I am, or to be more precise, was a guitar player and I have become intrigued by the violin and I am looking for a teacher, but I have a question. 

Coming from guitar and being use to frets I am wondering how you know if your fingers are in the right place on a violin for the notes on the page?

I once asked a friend of mine this who played the viola (this was way back when I was still playing guitar) and his response was to tell me he had perfect pitch, which to be honest really did not answer my question… or did it?


----------



## Frasier

WalterJ said:


> and possibly a silly one…
> 
> Coming from guitar and being use to frets I am wondering how you know if your fingers are in the right place on a violin for the notes on the page?
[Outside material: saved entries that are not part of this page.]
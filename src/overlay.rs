//! Draws the mesh, capture progress and prediction onto an outgoing frame.

use image::{Rgb, RgbImage};

use crate::font;
use crate::ttf::FontRenderer;
use crate::types::Landmarks;

pub const CAPTURE_TEXT_COLOR: Rgb<u8> = Rgb([0, 0, 255]);
pub const PREDICTION_TEXT_COLOR: Rgb<u8> = Rgb([0, 255, 0]);
const CAPTURE_TEXT_ORIGIN: (u32, u32) = (10, 30);
const PREDICTION_TEXT_ORIGIN: (u32, u32) = (10, 70);
const DEFAULT_MESH_COLOR: Rgb<u8> = Rgb([255, 0, 0]);

/// Face-mesh contours as closed or open polylines of landmark indices:
/// face oval, lips, eyes and eyebrows.
const MESH_CONTOURS: &[&[usize]] = &[
    &[
        10, 338, 297, 332, 284, 251, 389, 356, 454, 323, 361, 288, 397, 365, 379, 378, 400, 377, 152,
        148, 176, 149, 150, 136, 172, 58, 132, 93, 234, 127, 162, 21, 54, 103, 67, 109, 10,
    ],
    &[61, 146, 91, 181, 84, 17, 314, 405, 321, 375, 291],
    &[61, 185, 40, 39, 37, 0, 267, 269, 270, 409, 291],
    &[78, 95, 88, 178, 87, 14, 317, 402, 318, 324, 308],
    &[78, 191, 80, 81, 82, 13, 312, 311, 310, 415, 308],
    &[263, 249, 390, 373, 374, 380, 381, 382, 362],
    &[263, 466, 388, 387, 386, 385, 384, 398, 362],
    &[33, 7, 163, 144, 145, 153, 154, 155, 133],
    &[33, 246, 161, 160, 159, 158, 157, 173, 133],
    &[276, 283, 282, 295, 285],
    &[300, 293, 334, 296, 336],
    &[46, 53, 52, 65, 55],
    &[70, 63, 105, 66, 107],
];

/// Everything painted on one frame. Fields left `None` are not drawn.
#[derive(Debug, Default, Clone, Copy)]
pub struct Annotations<'a> {
    pub mesh: Option<&'a Landmarks>,
    pub capture: Option<&'a str>,
    pub prediction: Option<&'a str>,
}

enum TextRenderer {
    TrueType { font: FontRenderer, size_pt: f32 },
    Bitmap { scale: u32 },
}

pub struct FramePainter {
    show_mesh: bool,
    mesh_color: Rgb<u8>,
    dot_size: u32,
    text: TextRenderer,
}

impl FramePainter {
    /// Uses the TrueType family when it can be found, the bitmap font otherwise.
    pub fn new(show_mesh: bool, mesh_color_hex: &str, dot_size: u32, font_family: &str, font_size_pt: u32) -> Self {
        let text = match FontRenderer::try_load(font_family) {
            Some(font) => TextRenderer::TrueType {
                font,
                size_pt: font_size_pt as f32,
            },
            None => TextRenderer::Bitmap {
                scale: (font_size_pt / 6).max(1),
            },
        };
        Self {
            show_mesh,
            mesh_color: parse_hex_color(mesh_color_hex),
            dot_size: dot_size.max(1),
            text,
        }
    }

    /// Bitmap-only painter, no font lookup.
    pub fn bitmap(show_mesh: bool, mesh_color: Rgb<u8>, dot_size: u32, scale: u32) -> Self {
        Self {
            show_mesh,
            mesh_color,
            dot_size: dot_size.max(1),
            text: TextRenderer::Bitmap { scale: scale.max(1) },
        }
    }

    pub fn paint(&self, frame: &mut RgbImage, annotations: &Annotations<'_>) {
        if self.show_mesh {
            if let Some(mesh) = annotations.mesh {
                self.draw_mesh(frame, mesh);
            }
        }
        if let Some(text) = annotations.capture {
            let (x, y) = CAPTURE_TEXT_ORIGIN;
            self.draw_text(frame, x, y, text, CAPTURE_TEXT_COLOR);
        }
        if let Some(label) = annotations.prediction {
            let (x, y) = PREDICTION_TEXT_ORIGIN;
            self.draw_text(frame, x, y, &format!("Prediction: {}", label), PREDICTION_TEXT_COLOR);
        }
    }

    fn draw_mesh(&self, frame: &mut RgbImage, mesh: &Landmarks) {
        for contour in MESH_CONTOURS {
            for pair in contour.windows(2) {
                if let (Some(a), Some(b)) = (mesh.points.get(pair[0]), mesh.points.get(pair[1])) {
                    draw_segment(frame, (a.x, a.y), (b.x, b.y), self.mesh_color);
                }
            }
        }

        let (width, height) = frame.dimensions();
        for p in &mesh.points {
            if p.x < 0.0 || p.y < 0.0 {
                continue;
            }
            let (x, y) = (p.x as u32, p.y as u32);
            for py in y..y.saturating_add(self.dot_size).min(height) {
                for px in x..x.saturating_add(self.dot_size).min(width) {
                    frame.put_pixel(px, py, self.mesh_color);
                }
            }
        }
    }

    fn draw_text(&self, frame: &mut RgbImage, x: u32, y: u32, text: &str, color: Rgb<u8>) {
        match &self.text {
            TextRenderer::TrueType { font, size_pt } => font.draw_text(frame, x, y, text, color, *size_pt),
            TextRenderer::Bitmap { scale } => font::draw_text_line(frame, x, y, text, color, *scale),
        }
    }
}

/// One-pixel line, sampled once per pixel along the longer axis.
fn draw_segment(frame: &mut RgbImage, from: (f32, f32), to: (f32, f32), color: Rgb<u8>) {
    let (dx, dy) = (to.0 - from.0, to.1 - from.1);
    let steps = dx.abs().max(dy.abs()).ceil().max(1.0) as u32;
    let (width, height) = frame.dimensions();
    for i in 0..=steps {
        let t = i as f32 / steps as f32;
        let (x, y) = ((from.0 + dx * t).round(), (from.1 + dy * t).round());
        if x >= 0.0 && y >= 0.0 && (x as u32) < width && (y as u32) < height {
            frame.put_pixel(x as u32, y as u32, color);
        }
    }
}

/// `#RRGGBB` to a pixel; anything else falls back to red.
pub fn parse_hex_color(hex: &str) -> Rgb<u8> {
    let Some(digits) = hex.strip_prefix('#') else {
        return DEFAULT_MESH_COLOR;
    };
    if digits.len() != 6 || !digits.is_ascii() {
        return DEFAULT_MESH_COLOR;
    }
    let channel = |i: usize| u8::from_str_radix(&digits[i..i + 2], 16).ok();
    match (channel(0), channel(2), channel(4)) {
        (Some(r), Some(g), Some(b)) => Rgb([r, g, b]),
        _ => DEFAULT_MESH_COLOR,
    }
}

#[cfg(test)]
mod tests {
    use super::*;
    use crate::types::Point3D;

    #[test]
    fn test_parse_hex() {
        assert_eq!(parse_hex_color("#FF0000"), Rgb([255, 0, 0]));
        assert_eq!(parse_hex_color("#00ff00"), Rgb([0, 255, 0]));
        assert_eq!(parse_hex_color("#0A6E50"), Rgb([10, 110, 80]));
        assert_eq!(parse_hex_color("invalid"), Rgb([255, 0, 0]));
        assert_eq!(parse_hex_color("#GG0000"), Rgb([255, 0, 0]));
    }

    #[test]
    fn mesh_dots_are_clipped_and_optional() {
        let mesh = Landmarks::new(vec![
            Point3D { x: 3.0, y: 3.0, z: 0.0 },
            Point3D { x: 9.5, y: 9.5, z: 0.0 },
            Point3D { x: -4.0, y: 2.0, z: 0.0 },
        ]);
        let white = Rgb([255, 255, 255]);
        let painter = FramePainter::bitmap(true, white, 2, 1);
        let mut frame = RgbImage::new(10, 10);
        painter.paint(
            &mut frame,
            &Annotations {
                mesh: Some(&mesh),
                ..Annotations::default()
            },
        );
        assert_eq!(*frame.get_pixel(4, 4), white);
        assert_eq!(*frame.get_pixel(9, 9), white);
        assert_eq!(*frame.get_pixel(0, 2), Rgb([0, 0, 0]));

        let hidden = FramePainter::bitmap(false, white, 2, 1);
        let mut blank = RgbImage::new(10, 10);
        hidden.paint(
            &mut blank,
            &Annotations {
                mesh: Some(&mesh),
                ..Annotations::default()
            },
        );
        assert!(blank.pixels().all(|p| *p == Rgb([0, 0, 0])));
    }

    #[test]
    fn prediction_text_lands_below_capture_text() {
        let painter = FramePainter::bitmap(false, DEFAULT_MESH_COLOR, 1, 1);
        let mut frame = RgbImage::new(120, 90);
        painter.paint(
            &mut frame,
            &Annotations {
                mesh: None,
                capture: Some("Capturing: a (1/2)"),
                prediction: Some("happy"),
            },
        );

        let rows_with = |color: Rgb<u8>| {
            (0..frame.height())
                .filter(|&y| (0..frame.width()).any(|x| *frame.get_pixel(x, y) == color))
                .collect::<Vec<_>>()
        };
        let capture_rows = rows_with(CAPTURE_TEXT_COLOR);
        let prediction_rows = rows_with(PREDICTION_TEXT_COLOR);
        assert_eq!(capture_rows.first(), Some(&30));
        assert_eq!(prediction_rows.first(), Some(&70));
    }

    #[test]
    fn contours_join_mesh_points() {
        let mut points = vec![Point3D { x: 0.0, y: 0.0, z: 0.0 }; 468];
        points[10] = Point3D { x: 2.0, y: 5.0, z: 0.0 };
        points[338] = Point3D { x: 8.0, y: 5.0, z: 0.0 };
        let mesh = Landmarks::new(points);

        let white = Rgb([255, 255, 255]);
        let painter = FramePainter::bitmap(true, white, 1, 1);
        let mut frame = RgbImage::new(10, 10);
        painter.paint(
            &mut frame,
            &Annotations {
                mesh: Some(&mesh),
                ..Annotations::default()
            },
        );
        for x in 2..=8 {
            assert_eq!(*frame.get_pixel(x, 5), white, "gap at x={x}");
        }
        assert_eq!(*frame.get_pixel(5, 8), Rgb([0, 0, 0]));
    }
}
Your ear will tell you. You should be able to inwardly hear the notes on the page so you'll know.


----------



## Wolfy

Walter,

I agree wit frasier, but will highly recomend you get a teacher.


----------



## WalterJ

Frasier said:


> Your ear will tell you. You should be able to inwardly hear the notes on the page so you'll know.


Thank You

And that does not alleviate this old guitar player's nervousness, but I am still going to give it a try.



Wolfy said:


> Walter,
> 
> I agree wit frasier, but will highly recomend you get a teacher.
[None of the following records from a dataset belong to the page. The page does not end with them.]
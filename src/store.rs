use std::fs;
use std::io::Write;
use std::path::{Path, PathBuf};

use tracing::info;

use crate::dataset::DatasetTable;
use crate::error::{Error, Result};

/// Fixed-name artifacts on disk: one dataset CSV and one serialized model.
/// Each write replaces the previous file atomically.
#[derive(Debug, Clone)]
pub struct ArtifactStore {
    dataset_path: PathBuf,
    model_path: PathBuf,
}

impl ArtifactStore {
    pub fn new(data_dir: impl AsRef<Path>, dataset_file: &str, model_file: &str) -> Result<Self> {
        let data_dir = data_dir.as_ref();
        fs::create_dir_all(data_dir)?;
        Ok(Self {
            dataset_path: data_dir.join(dataset_file),
            model_path: data_dir.join(model_file),
        })
    }

    pub fn dataset_path(&self) -> &Path {
        &self.dataset_path
    }

    pub fn model_path(&self) -> &Path {
        &self.model_path
    }

    pub fn has_dataset(&self) -> bool {
        self.dataset_path.is_file()
    }

    pub fn has_model(&self) -> bool {
        self.model_path.is_file()
    }

    pub fn save_dataset(&self, table: &DatasetTable) -> Result<&Path> {
        let mut buf = Vec::new();
        table.write_csv(&mut buf)?;
        write_atomic(&self.dataset_path, &buf)?;
        info!(rows = table.len(), "dataset written to {}", self.dataset_path.display());
        Ok(&self.dataset_path)
    }

    pub fn load_dataset(&self, points: usize) -> Result<DatasetTable> {
        if !self.has_dataset() {
            return Err(Error::DataMissing(self.dataset_path.clone()));
        }
        DatasetTable::read_path(&self.dataset_path, points)
    }

    pub fn save_model(&self, bytes: &[u8]) -> Result<&Path> {
        write_atomic(&self.model_path, bytes)?;
        info!(bytes = bytes.len(), "model written to {}", self.model_path.display());
        Ok(&self.model_path)
    }

    pub fn load_model_bytes(&self) -> Result<Vec<u8>> {
        if !self.has_model() {
            return Err(Error::ModelNotFound(self.model_path.clone()));
        }
        Ok(fs::read(&self.model_path)?)
    }
}

fn write_atomic(path: &Path, bytes: &[u8]) -> Result<()> {
    let mut tmp_name = path.as_os_str().to_owned();
    tmp_name.push(".tmp");
    let tmp = PathBuf::from(tmp_name);

    let mut file = fs::File::create(&tmp)?;
    file.write_all(bytes)?;
    file.sync_all()?;
    drop(file);
    fs::rename(&tmp, path)?;
    Ok(())
}

#[cfg(test)]
mod tests {
    use super::*;
    use crate::types::{LandmarkVector, Sample};

    fn store(dir: &Path) -> ArtifactStore {
        ArtifactStore::new(dir.join("data"), "facial_expressions.csv", "expression_model.bin").unwrap()
    }

    #[test]
    fn missing_artifacts_map_to_domain_errors() {
        let dir = tempfile::tempdir().unwrap();
        let store = store(dir.path());
        assert!(matches!(store.load_dataset(1), Err(Error::DataMissing(_))));
        assert!(matches!(store.load_model_bytes(), Err(Error::ModelNotFound(_))));
    }

    #[test]
    fn dataset_is_overwritten_in_place() {
        let dir = tempfile::tempdir().unwrap();
        let store = store(dir.path());

        let first = DatasetTable::new(1, vec![Sample::new("a", LandmarkVector::new(vec![1.0, 2.0, 3.0]))]).unwrap();
        store.save_dataset(&first).unwrap();
        let second = DatasetTable::new(1, Vec::new()).unwrap();
        store.save_dataset(&second).unwrap();

        assert!(store.load_dataset(1).unwrap().is_empty());
        let leftovers: Vec<_> = fs::read_dir(dir.path().join("data")).unwrap().collect();
        assert_eq!(leftovers.len(), 1);
    }

    #[test]
    fn model_bytes_round_trip() {
        let dir = tempfile::tempdir().unwrap();
        let store = store(dir.path());
        store.save_model(b"model").unwrap();
        assert!(store.has_model());
        assert_eq!(store.load_model_bytes().unwrap(), b"model");
    }
}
There was never any thought of doing otherwise. I am in the process of looking for a teacher, I just can't figure out how to play the notes correctly without frets but if it is heard inwardly that is how it is. This is all from my observation of Violin and viola over the years not because I am trying to do this on my own

Thanks


----------



## corpsegrinder72

ive seen this thing on music sites where its a cover for the neck of a violin and it displays frets. its for people learning to play violin to help them know where to put their fingers. maybe try music123.com


----------



## WalterJ

As if I have not asked enough questions already but what is a practice mute for?

http://www.music123.com/Glaesel-Violin-Ultra-Practice-Mute-360336-i1129588.Music12

Its name sounds rather self explanatory but I learned a long time ago it is better to ask questions.
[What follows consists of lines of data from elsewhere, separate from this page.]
#[cfg(test)]
mod tests {
    use super::*;
    use std::thread;

    fn controller() -> Arc<ModeController> {
        Arc::new(ModeController::new(Arc::new(Dataset::new())))
    }

    fn face() -> LandmarkVector {
        LandmarkVector::new(vec![0.5; 6])
    }

    #[test]
    fn capture_stops_exactly_at_target() {
        let modes = controller();
        let id = modes.begin_capture("happy", 3).unwrap();
        for _ in 0..5 {
            modes.record(&face());
        }
        assert_eq!(modes.mode(), PipelineMode::Idle);
        assert_eq!(modes.dataset().len(), 3);

        let done = modes.wait_for_session(id, None).unwrap();
        assert_eq!(done.captured, 3);
        assert!(done.is_complete());
    }

    #[test]
    fn begin_rejects_bad_arguments_without_state_change() {
        let modes = controller();
        assert!(matches!(
            modes.begin_capture("", 3),
            Err(Error::InvalidArgument(_))
        ));
        assert!(matches!(
            modes.begin_capture("happy", 0),
            Err(Error::InvalidArgument(_))
        ));
        assert_eq!(modes.mode(), PipelineMode::Idle);
    }

    #[test]
    fn modes_are_exclusive() {
        let modes = controller();
        modes.begin_capture("happy", 2).unwrap();
        assert!(matches!(
            modes.begin_capture("sad", 2),
            Err(Error::ModeBusy {
                mode: PipelineMode::Capturing
            })
        ));
        assert!(modes.enable_prediction().is_err());

        modes.abort_capture();
        modes.enable_prediction().unwrap();
        assert!(matches!(
            modes.begin_capture("sad", 2),
            Err(Error::ModeBusy {
                mode: PipelineMode::Predicting
            })
        ));
        assert!(modes.record(&face()).is_none());
        assert!(modes.dataset().is_empty());
    }

    #[test]
    fn disable_prediction_is_idempotent() {
        let modes = controller();
        modes.enable_prediction().unwrap();
        assert!(modes.disable_prediction());
        let once = modes.snapshot();
        assert!(!modes.disable_prediction());
        assert_eq!(modes.snapshot(), once);
        assert_eq!(once.mode, PipelineMode::Idle);
    }

    #[test]
    fn waiter_wakes_when_pipeline_fills_session() {
        let modes = controller();
        let id = modes.begin_capture("happy", 4).unwrap();

        let feeder = {
            let modes = Arc::clone(&modes);
            thread::spawn(move || {
                while modes.mode() == PipelineMode::Capturing {
                    modes.record(&face());
                    thread::sleep(Duration::from_millis(1));
                }
            })
        };

        let done = modes
            .wait_for_session(id, Some(Duration::from_secs(5)))
            .unwrap();
        feeder.join().unwrap();
        assert_eq!(done.captured, 4);
        assert_eq!(modes.dataset().len(), 4);
    }

    #[test]
    fn stalled_session_is_aborted() {
        let modes = controller();
        let id = modes.begin_capture("happy", 4).unwrap();
        modes.record(&face());

        let err = modes
            .wait_for_session(id, Some(Duration::from_millis(30)))
            .unwrap_err();
        assert!(matches!(err, Error::CaptureStalled { captured: 1, target: 4, .. }));
        assert_eq!(modes.mode(), PipelineMode::Idle);
        assert_eq!(modes.dataset().len(), 1);
    }

    #[test]
    fn halt_reports_pipeline_down_to_waiters_and_blocks_new_sessions() {
        let modes = controller();
        let id = modes.begin_capture("happy", 4).unwrap();

        let waiter = {
            let modes = Arc::clone(&modes);
            thread::spawn(move || modes.wait_for_session(id, None))
        };
        thread::sleep(Duration::from_millis(20));
        modes.halt("camera unplugged");

        let err = waiter.join().unwrap().unwrap_err();
        assert!(matches!(err, Error::PipelineDown(ref reason) if reason == "camera unplugged"));
        assert_eq!(modes.mode(), PipelineMode::Idle);
        assert!(matches!(
            modes.begin_capture("sad", 1),
            Err(Error::PipelineDown(_))
        ));
        assert!(matches!(modes.enable_prediction(), Err(Error::PipelineDown(_))));
    }

    #[test]
    fn idle_dataset_access_excludes_capture() {
        let modes = controller();
        modes.dataset().append(Sample::new("old", face())).unwrap();

        modes.begin_capture("happy", 2).unwrap();
        assert!(matches!(
            modes.with_idle_dataset(|ds| ds.clear()),
            Err(Error::ModeBusy {
                mode: PipelineMode::Capturing
            })
        ));
        assert_eq!(modes.dataset().len(), 1);
        modes.abort_capture();

        let starter = Arc::clone(&modes);
        let (dropped, racer) = modes
            .with_idle_dataset(|ds| {
                let racer = thread::spawn(move || {
                    starter.begin_capture("sad", 1).unwrap();
                    starter.record(&face())
                });
                thread::sleep(Duration::from_millis(20));
                let dropped = ds.clear();
                (dropped, racer)
            })
            .unwrap();
        let progress = racer.join().unwrap().unwrap();

        assert_eq!(dropped, 1);
        assert!(progress.is_complete());
        let labels: Vec<String> = modes.dataset().snapshot().into_iter().map(|s| s.label).collect();
        assert_eq!(labels, ["sad"]);
    }
}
It sounds like it is something you attach to a violin so you can practice and it will not be so loud but I am not certain.

Also I just discovered a friend of my wife's plays for the local Symphony. We will see her on New Years so I will ask her if she knows of any violin or viola teachers. She teaches but she is a Cello player.


----------



## Frasier

WalterJ said:


> As if I have not asked enough questions already but what is a practice mute for?
> 
> http://www.music123.com/Glaesel-Violin-Ultra-Practice-Mute-360336-i1129588.Music12
> 
> Its name sounds rather self explanatory but I learned a long time ago it is better to ask questions.
> 
> It sounds like it is something you attach to a violin so you can practice and it will not be so loud but I am not certain.


That sums it up. It's a heavy mute and quietens the sound to almost nothing. You need one if you have irritable neighbours or family! It's occasional use is fine but you need to sort tone out without a mute. String players usually have a mute for performance that's much lighter either clipping behind the bridge or fitting on the bridge in the same way. It alters the tone only slightly.



> Also I just discovered a friend of my wife's plays for the local Symphony. We will see her on New Years so I will ask her if she knows of any violin or viola teachers. She teaches but she is a Cello player.


Great. Because everything: holding the instrument, stance, bowing, has to be learned. If you don't get these right at the start you run into problems later.

Here's a site that might be worth a browse.

http://www.violinmasterclass.com/

"enter as a guest" then look through the various lessons. Don't worry about the absence of frets. Some beginners put tapes on the fingerboard - not to be recommended because one gets to rely on them too much. Getting the intonation right is a struggle for the first few months and daily practice (if only a little) is important. But it comes.

Good luck.


----------



## WalterJ

Thank You I will check the site


----------